* [About this task]
Make an exact reproduction of all the data.

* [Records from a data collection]
···
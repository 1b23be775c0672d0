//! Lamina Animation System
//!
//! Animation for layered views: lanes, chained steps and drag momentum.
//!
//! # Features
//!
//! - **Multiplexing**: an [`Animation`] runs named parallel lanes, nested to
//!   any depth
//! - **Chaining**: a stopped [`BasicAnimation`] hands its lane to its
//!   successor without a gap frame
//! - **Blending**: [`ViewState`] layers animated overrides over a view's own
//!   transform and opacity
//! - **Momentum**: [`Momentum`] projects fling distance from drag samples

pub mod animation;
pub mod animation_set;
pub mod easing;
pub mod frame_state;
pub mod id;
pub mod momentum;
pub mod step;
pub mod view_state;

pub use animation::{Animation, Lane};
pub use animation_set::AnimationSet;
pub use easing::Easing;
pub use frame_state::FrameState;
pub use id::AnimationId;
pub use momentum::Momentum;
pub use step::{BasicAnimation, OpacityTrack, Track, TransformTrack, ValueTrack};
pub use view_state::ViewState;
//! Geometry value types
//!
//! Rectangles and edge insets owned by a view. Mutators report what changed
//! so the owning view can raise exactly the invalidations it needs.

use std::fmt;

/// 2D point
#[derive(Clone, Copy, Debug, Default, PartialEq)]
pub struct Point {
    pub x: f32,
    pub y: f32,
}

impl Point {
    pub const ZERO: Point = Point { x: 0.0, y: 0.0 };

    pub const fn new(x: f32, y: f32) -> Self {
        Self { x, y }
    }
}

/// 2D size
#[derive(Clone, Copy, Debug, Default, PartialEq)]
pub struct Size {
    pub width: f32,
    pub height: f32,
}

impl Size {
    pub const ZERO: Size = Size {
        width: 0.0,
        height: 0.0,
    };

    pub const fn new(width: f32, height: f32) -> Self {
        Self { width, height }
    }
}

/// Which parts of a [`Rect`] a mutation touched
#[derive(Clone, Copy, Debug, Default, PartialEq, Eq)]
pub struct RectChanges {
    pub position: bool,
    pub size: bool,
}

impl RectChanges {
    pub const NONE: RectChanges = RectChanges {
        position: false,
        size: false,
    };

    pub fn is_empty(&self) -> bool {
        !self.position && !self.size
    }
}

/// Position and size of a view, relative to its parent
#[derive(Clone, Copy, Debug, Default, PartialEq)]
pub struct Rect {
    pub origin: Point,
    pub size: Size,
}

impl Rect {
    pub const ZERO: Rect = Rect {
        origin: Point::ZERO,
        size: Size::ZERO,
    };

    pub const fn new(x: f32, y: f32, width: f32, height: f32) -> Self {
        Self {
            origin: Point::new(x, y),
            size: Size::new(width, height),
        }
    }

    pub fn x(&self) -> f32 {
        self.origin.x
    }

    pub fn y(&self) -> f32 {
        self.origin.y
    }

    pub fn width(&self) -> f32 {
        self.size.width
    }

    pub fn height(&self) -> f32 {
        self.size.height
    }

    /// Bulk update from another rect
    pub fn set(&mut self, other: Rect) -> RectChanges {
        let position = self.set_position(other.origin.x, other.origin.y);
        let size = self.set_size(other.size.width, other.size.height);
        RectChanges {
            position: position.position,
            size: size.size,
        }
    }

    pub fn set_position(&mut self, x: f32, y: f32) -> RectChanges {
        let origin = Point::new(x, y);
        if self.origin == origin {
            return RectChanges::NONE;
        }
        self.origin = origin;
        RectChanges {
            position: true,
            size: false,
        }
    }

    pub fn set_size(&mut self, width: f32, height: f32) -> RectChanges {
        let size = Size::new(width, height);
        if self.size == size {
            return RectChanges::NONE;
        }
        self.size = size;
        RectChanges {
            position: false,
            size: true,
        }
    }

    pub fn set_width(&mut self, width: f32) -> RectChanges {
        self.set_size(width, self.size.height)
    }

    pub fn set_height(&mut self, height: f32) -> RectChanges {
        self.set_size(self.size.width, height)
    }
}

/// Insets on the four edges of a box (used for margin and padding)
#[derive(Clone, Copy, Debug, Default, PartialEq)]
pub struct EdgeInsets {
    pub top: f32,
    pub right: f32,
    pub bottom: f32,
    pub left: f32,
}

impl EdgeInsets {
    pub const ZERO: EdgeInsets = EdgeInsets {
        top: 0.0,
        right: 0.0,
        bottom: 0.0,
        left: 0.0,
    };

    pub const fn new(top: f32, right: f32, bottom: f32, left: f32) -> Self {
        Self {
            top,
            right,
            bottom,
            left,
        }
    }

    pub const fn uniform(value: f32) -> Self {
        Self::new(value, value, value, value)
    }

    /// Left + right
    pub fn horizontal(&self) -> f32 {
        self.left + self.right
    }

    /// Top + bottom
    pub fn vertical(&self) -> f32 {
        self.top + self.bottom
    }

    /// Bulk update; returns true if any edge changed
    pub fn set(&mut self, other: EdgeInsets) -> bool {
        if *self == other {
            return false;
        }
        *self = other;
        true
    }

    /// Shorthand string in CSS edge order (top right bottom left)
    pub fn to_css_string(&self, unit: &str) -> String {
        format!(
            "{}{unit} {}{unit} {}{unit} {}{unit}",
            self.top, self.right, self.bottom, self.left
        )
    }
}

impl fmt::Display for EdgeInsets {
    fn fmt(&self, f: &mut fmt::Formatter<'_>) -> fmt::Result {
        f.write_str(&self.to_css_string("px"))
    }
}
···
* [Response to this exercise]
repository 1b23be775c0672d0
//! Lamina Animation System
//!
//! Animation for layered views: lanes, chained steps and drag momentum.
//!
//! # Features
//!
//! - **Multiplexing**: an [`Animation`] runs named parallel lanes, nested to
//!   any depth
//! - **Chaining**: a stopped [`BasicAnimation`] hands its lane to its
//!   successor without a gap frame
//! - **Blending**: [`ViewState`] layers animated overrides over a view's own
//!   transform and opacity
//! - **Momentum**: [`Momentum`] projects fling distance from drag samples

pub mod animation;
pub mod animation_set;
pub mod easing;
pub mod frame_state;
pub mod id;
pub mod momentum;
pub mod step;
pub mod view_state;

pub use animation::{Animation, Lane};
pub use animation_set::AnimationSet;
pub use easing::Easing;
pub use frame_state::FrameState;
pub use id::AnimationId;
pub use momentum::Momentum;
pub use step::{BasicAnimation, OpacityTrack, Track, TransformTrack, ValueTrack};
pub use view_state::ViewState;
//! Geometry value types
//!
//! Rectangles and edge insets owned by a view. Mutators report what changed
//! so the owning view can raise exactly the invalidations it needs.

use std::fmt;

/// 2D point
#[derive(Clone, Copy, Debug, Default, PartialEq)]
pub struct Point {
    pub x: f32,
    pub y: f32,
}

impl Point {
    pub const ZERO: Point = Point { x: 0.0, y: 0.0 };

    pub const fn new(x: f32, y: f32) -> Self {
        Self { x, y }
    }
}

/// 2D size
#[derive(Clone, Copy, Debug, Default, PartialEq)]
pub struct Size {
    pub width: f32,
    pub height: f32,
}

impl Size {
    pub const ZERO: Size = Size {
        width: 0.0,
        height: 0.0,
    };

    pub const fn new(width: f32, height: f32) -> Self {
        Self { width, height }
    }
}

/// Which parts of a [`Rect`] a mutation touched
#[derive(Clone, Copy, Debug, Default, PartialEq, Eq)]
pub struct RectChanges {
    pub position: bool,
    pub size: bool,
}

impl RectChanges {
    pub const NONE: RectChanges = RectChanges {
        position: false,
        size: false,
    };

    pub fn is_empty(&self) -> bool {
        !self.position && !self.size
    }
}

/// Position and size of a view, relative to its parent
#[derive(Clone, Copy, Debug, Default, PartialEq)]
pub struct Rect {
    pub origin: Point,
    pub size: Size,
}

impl Rect {
    pub const ZERO: Rect = Rect {
        origin: Point::ZERO,
        size: Size::ZERO,
    };

    pub const fn new(x: f32, y: f32, width: f32, height: f32) -> Self {
        Self {
            origin: Point::new(x, y),
            size: Size::new(width, height),
        }
    }

    pub fn x(&self) -> f32 {
        self.origin.x
    }

    pub fn y(&self) -> f32 {
        self.origin.y
    }

    pub fn width(&self) -> f32 {
        self.size.width
    }

    pub fn height(&self) -> f32 {
        self.size.height
    }

    /// Bulk update from another rect
    pub fn set(&mut self, other: Rect) -> RectChanges {
        let position = self.set_position(other.origin.x, other.origin.y);
        let size = self.set_size(other.size.width, other.size.height);
        RectChanges {
            position: position.position,
            size: size.size,
        }
    }

    pub fn set_position(&mut self, x: f32, y: f32) -> RectChanges {
        let origin = Point::new(x, y);
        if self.origin == origin {
            return RectChanges::NONE;
        }
        self.origin = origin;
        RectChanges {
            position: true,
            size: false,
        }
    }

    pub fn set_size(&mut self, width: f32, height: f32) -> RectChanges {
        let size = Size::new(width, height);
        if self.size == size {
            return RectChanges::NONE;
        }
        self.size = size;
        RectChanges {
            position: false,
            size: true,
        }
    }

    pub fn set_width(&mut self, width: f32) -> RectChanges {
        self.set_size(width, self.size.height)
    }

    pub fn set_height(&mut self, height: f32) -> RectChanges {
        self.set_size(self.size.width, height)
    }
}

/// Insets on the four edges of a box (used for margin and padding)
#[derive(Clone, Copy, Debug, Default, PartialEq)]
pub struct EdgeInsets {
    pub top: f32,
    pub right: f32,
    pub bottom: f32,
    pub left: f32,
}

impl EdgeInsets {
    pub const ZERO: EdgeInsets = EdgeInsets {
        top: 0.0,
        right: 0.0,
        bottom: 0.0,
        left: 0.0,
    };

    pub const fn new(top: f32, right: f32, bottom: f32, left: f32) -> Self {
        Self {
            top,
            right,
            bottom,
            left,
        }
    }

    pub const fn uniform(value: f32) -> Self {
        Self::new(value, value, value, value)
    }

    /// Left + right
    pub fn horizontal(&self) -> f32 {
        self.left + self.right
    }

    /// Top + bottom
    pub fn vertical(&self) -> f32 {
        self.top + self.bottom
    }

    /// Bulk update; returns true if any edge changed
    pub fn set(&mut self, other: EdgeInsets) -> bool {
        if *self == other {
            return false;
        }
        *self = other;
        true
    }

    /// Shorthand string in CSS edge order (top right bottom left)
    pub fn to_css_string(&self, unit: &str) -> String {
        format!(
            "{}{unit} {}{unit} {}{unit} {}{unit}",
            self.top, self.right, self.bottom, self.left
        )
    }
}

impl fmt::Display for EdgeInsets {
    fn fmt(&self, f: &mut fmt::Formatter<'_>) -> fmt::Result {
        f.write_str(&self.to_css_string("px"))
    }
}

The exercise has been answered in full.